Rather than messing with gRPC and building custom plugins and custom kubelets, you could and should just use a different unit. Something like 64MB, 100MB or 128MB is a reasonable compromise. Having to round up numbers also prevents you from packing things perfectly, which is perhaps a good idea if your pods will compete a lot for the same GPU.
- 重新编译kubelet源码,替换原有kubelet。修改代码的地方是https://github.com/kubernetes/kubernetes/blob/master/pkg/kubelet/cm/devicemanager/endpoint.go 中,
dial方法添加参数grpc.WithDefaultCallOptions(grpc.MaxCallRecvMsgSize(1024*1024*16))
- 效果:
[root@jenkins ~]# kubectl inspect gpushare
NAME IPADDRESS GPU0(Allocated/Total) GPU1(Allocated/Total) GPU2(Allocated/Total) GPU3(Allocated/Total) GPU4(Allocated/Total) GPU5(Allocated/Total) GPU6(Allocated/Total) GPU7(Allocated/Total) GPU Memory(MiB)
192.168.68.13 192.168.68.13 0/12066 0/12066 0/12066 0/12066 0/12066 0/12066 0/12066 0/12066 0/96528
192.168.68.5 192.168.68.5 0/11178 0/11178 0/11178 0/11178 0/11178 0/11178 0/11178 0/11178 0/89424
------------------------------------------------------------------------------------------------------------------------
Allocated/Total GPU Memory In Cluster:
0/185952 (0%)
@cheyang @therc
Hi, can you tell me how to set the unit to 128MiB?

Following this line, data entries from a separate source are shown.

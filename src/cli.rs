use crate::autosearch::QueryTerm;
use crate::types::SearchMode;
use clap::{Args, Parser, Subcommand};
use std::path::{Path, PathBuf};

#[derive(Parser)]
#[command(name = "meddra-search")]
#[command(about = "Look up MedDRA terms in a local ASCII distribution", long_about = None)]
pub struct Cli {
    /// Directory containing llt.asc, pt.asc and mdhier.asc
    #[arg(short, long, env = "MEDDRA_DATA_DIR", default_value = ".", global = true)]
    pub data_dir: PathBuf,

    /// Engine configuration file (TOML)
    #[arg(short, long, global = true)]
    pub config: Option<PathBuf>,

    #[command(subcommand)]
    pub command: Commands,
}

#[derive(Subcommand)]
pub enum Commands {
    /// Search LLT names
    Search {
        query: String,
        #[arg(short = 'n', long, default_value = "10")]
        limit: usize,
        #[arg(long)]
        include_inactive: bool,
        #[arg(short, long, default_value = "exact")]
        mode: SearchMode,
        #[command(flatten)]
        output: OutputArgs,
    },
    /// Show a PT with its classification paths, LLTs and related PTs
    Details {
        pt_code: String,
        #[command(flatten)]
        output: OutputArgs,
    },
    /// Search every line of a file in order; `term<TAB>alternate` lines are accepted
    Batch {
        file: PathBuf,
        #[command(flatten)]
        output: OutputArgs,
    },
    /// Load the vocabulary and print record counts
    Stats,
}

#[derive(Args, Clone, Copy)]
pub struct OutputArgs {
    /// Print JSON instead of text
    #[arg(long)]
    pub json: bool,
}

impl Cli {
    /// Data directory with a leading `~` expanded to the home directory.
    pub fn data_dir(&self) -> PathBuf {
        expand_tilde(&self.data_dir)
    }
}

/// Expand a leading `~` in `path` to the user's home directory.
///
/// Paths without one, or without a resolvable home directory, are returned unchanged.
pub fn expand_tilde(path: &Path) -> PathBuf {
    let Ok(rest) = path.strip_prefix("~") else {
        return path.to_path_buf();
    };
    match dirs::home_dir() {
        Some(home) if rest.as_os_str().is_empty() => home,
        Some(home) => home.join(rest),
        None => path.to_path_buf(),
    }
}

/// Parse batch input: one phrase per line, optionally `phrase<TAB>alternate`.
///
/// Blank lines are skipped; repeated phrases are kept.
pub fn parse_batch(text: &str) -> Vec<QueryTerm> {
    text.lines()
        .filter_map(|line| {
            let (display, alternate) = match line.split_once('\t') {
                Some((display, alternate)) => (display.trim(), alternate.trim()),
                None => (line.trim(), ""),
            };
            if display.is_empty() {
                return None;
            }
            let term = QueryTerm::new(display);
            Some(if alternate.is_empty() {
                term
            } else {
                term.with_alternate(alternate)
            })
        })
        .collect()
}

#[cfg(test)]
mod tests {
    use super::*;
    use assert2::check;
    use clap::CommandFactory;
    use rstest::rstest;

    #[test]
    fn test_cli_definition() {
        Cli::command().debug_assert();
    }

    #[test]
    fn test_search_arguments() {
        let cli = Cli::parse_from([
            "meddra-search",
            "--data-dir",
            "/data",
            "search",
            "두통",
            "-n",
            "5",
            "--mode",
            "auto",
            "--json",
        ]);
        check!(cli.data_dir() == PathBuf::from("/data"));
        let Commands::Search {
            query,
            limit,
            mode,
            output,
            include_inactive,
        } = cli.command
        else {
            panic!("expected search command");
        };
        check!(query == "두통");
        check!(limit == 5);
        check!(mode == SearchMode::Auto);
        check!(output.json);
        check!(!include_inactive);
    }

    #[rstest]
    #[case("/abs/path", "/abs/path")]
    #[case("relative", "relative")]
    #[case("a/~/b", "a/~/b")]
    fn test_expand_tilde_passthrough(#[case] input: &str, #[case] expected: &str) {
        check!(expand_tilde(Path::new(input)) == PathBuf::from(expected));
    }

    #[test]
    fn test_expand_tilde_home() {
        if let Some(home) = dirs::home_dir() {
            check!(expand_tilde(Path::new("~")) == home);
            check!(expand_tilde(Path::new("~/meddra")) == home.join("meddra"));
        }
    }

    #[test]
    fn test_parse_batch() {
        let terms = parse_batch("두통\theadache\n\n  nausea \n두통\n");
        check!(terms.len() == 3);
        check!(terms[0].alternate.as_deref() == Some("headache"));
        check!(terms[1] == QueryTerm::new("nausea"));
        check!(terms[2].display == "두통");
        check!(terms[2].alternate.is_none());
    }
}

I've checked the code, the --memory-unit
only accepts MiB
or GiB
.
If I set to 128MiB, the unit will fall back to GiB
Yes,if you want to use 7618MiB, you should change the unit into
MiB
in https://github.com/AliyunContainerService/gpushare-device-plugin/blob/master/device-plugin-ds.yaml#L28.
Thanks, worked for me :+1: .
Yes,if you want to use 7618MiB, you should change the unit into
MiB
in https://github.com/AliyunContainerService/gpushare-device-plugin/blob/master/device-plugin-ds.yaml#L28.Thanks, worked for me 👍 .
not work,--memory-unit
set MiB,but aliyun.com/gpu-mem
still use Gib。
my case is that if I set MiB,use commad"kubectl inspect gpushare" display GPU with MiB unit,but when I apply for gpu in pod, it remand me: 0/3 nodes are available: 3 Insufficient GPU Memory in one device.